• WHAT TO PRODUCE: Wherever the word "contracts" appears in a line of the records, copy that line.

• INPUT DATA:
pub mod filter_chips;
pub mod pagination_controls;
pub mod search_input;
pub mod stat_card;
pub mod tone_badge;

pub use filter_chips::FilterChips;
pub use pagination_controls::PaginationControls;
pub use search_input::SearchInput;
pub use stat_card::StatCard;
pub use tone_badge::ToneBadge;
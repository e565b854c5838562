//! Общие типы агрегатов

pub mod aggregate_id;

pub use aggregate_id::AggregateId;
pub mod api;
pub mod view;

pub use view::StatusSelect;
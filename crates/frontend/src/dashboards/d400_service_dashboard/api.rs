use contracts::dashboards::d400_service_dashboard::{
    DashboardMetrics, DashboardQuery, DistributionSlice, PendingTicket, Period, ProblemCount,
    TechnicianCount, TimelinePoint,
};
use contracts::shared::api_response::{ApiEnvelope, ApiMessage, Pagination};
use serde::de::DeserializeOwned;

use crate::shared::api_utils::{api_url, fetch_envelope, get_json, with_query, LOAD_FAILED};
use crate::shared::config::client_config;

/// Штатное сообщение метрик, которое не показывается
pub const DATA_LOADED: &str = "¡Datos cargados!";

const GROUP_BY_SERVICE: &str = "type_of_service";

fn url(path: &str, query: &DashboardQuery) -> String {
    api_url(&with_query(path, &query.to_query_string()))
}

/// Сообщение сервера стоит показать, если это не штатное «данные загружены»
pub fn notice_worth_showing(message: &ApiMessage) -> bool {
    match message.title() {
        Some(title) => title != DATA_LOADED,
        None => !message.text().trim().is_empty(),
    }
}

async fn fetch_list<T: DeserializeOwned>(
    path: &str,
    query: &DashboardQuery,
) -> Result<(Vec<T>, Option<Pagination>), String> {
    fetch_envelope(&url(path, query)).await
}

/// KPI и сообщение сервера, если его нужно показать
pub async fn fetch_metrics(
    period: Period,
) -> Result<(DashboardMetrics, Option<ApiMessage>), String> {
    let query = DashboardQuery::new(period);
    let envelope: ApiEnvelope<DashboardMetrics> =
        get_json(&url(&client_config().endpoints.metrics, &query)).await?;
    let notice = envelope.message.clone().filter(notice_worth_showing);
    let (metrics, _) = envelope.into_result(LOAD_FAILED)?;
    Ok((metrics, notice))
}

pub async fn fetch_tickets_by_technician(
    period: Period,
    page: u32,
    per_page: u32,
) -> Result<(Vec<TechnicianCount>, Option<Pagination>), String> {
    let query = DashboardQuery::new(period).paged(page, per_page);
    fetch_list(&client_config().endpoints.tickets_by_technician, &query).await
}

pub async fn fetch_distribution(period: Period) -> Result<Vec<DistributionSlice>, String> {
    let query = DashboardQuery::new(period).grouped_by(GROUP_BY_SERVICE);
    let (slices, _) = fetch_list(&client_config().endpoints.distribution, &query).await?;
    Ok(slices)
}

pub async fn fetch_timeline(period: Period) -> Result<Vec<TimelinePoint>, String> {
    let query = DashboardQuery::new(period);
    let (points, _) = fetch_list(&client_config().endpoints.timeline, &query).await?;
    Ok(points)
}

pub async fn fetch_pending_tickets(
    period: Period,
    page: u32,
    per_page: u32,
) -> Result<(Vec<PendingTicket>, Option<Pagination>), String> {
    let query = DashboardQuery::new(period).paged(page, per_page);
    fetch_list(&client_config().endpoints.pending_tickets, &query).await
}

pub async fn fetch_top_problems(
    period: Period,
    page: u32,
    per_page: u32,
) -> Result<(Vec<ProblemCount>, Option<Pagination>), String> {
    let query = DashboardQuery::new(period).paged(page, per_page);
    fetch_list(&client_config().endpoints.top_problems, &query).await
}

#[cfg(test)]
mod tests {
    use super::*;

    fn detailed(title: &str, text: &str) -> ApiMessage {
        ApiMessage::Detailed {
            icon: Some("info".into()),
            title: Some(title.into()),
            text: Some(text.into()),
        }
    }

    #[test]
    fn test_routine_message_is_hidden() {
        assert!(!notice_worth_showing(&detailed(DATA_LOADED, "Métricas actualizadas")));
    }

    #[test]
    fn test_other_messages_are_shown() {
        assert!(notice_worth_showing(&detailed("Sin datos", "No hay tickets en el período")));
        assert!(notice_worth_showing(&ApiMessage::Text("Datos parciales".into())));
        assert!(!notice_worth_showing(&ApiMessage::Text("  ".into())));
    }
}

• EXERCISE RESULT:
use contracts::dashboards::d400_service_dashboard::{
use contracts::shared::api_response::{ApiEnvelope, ApiMessage, Pagination};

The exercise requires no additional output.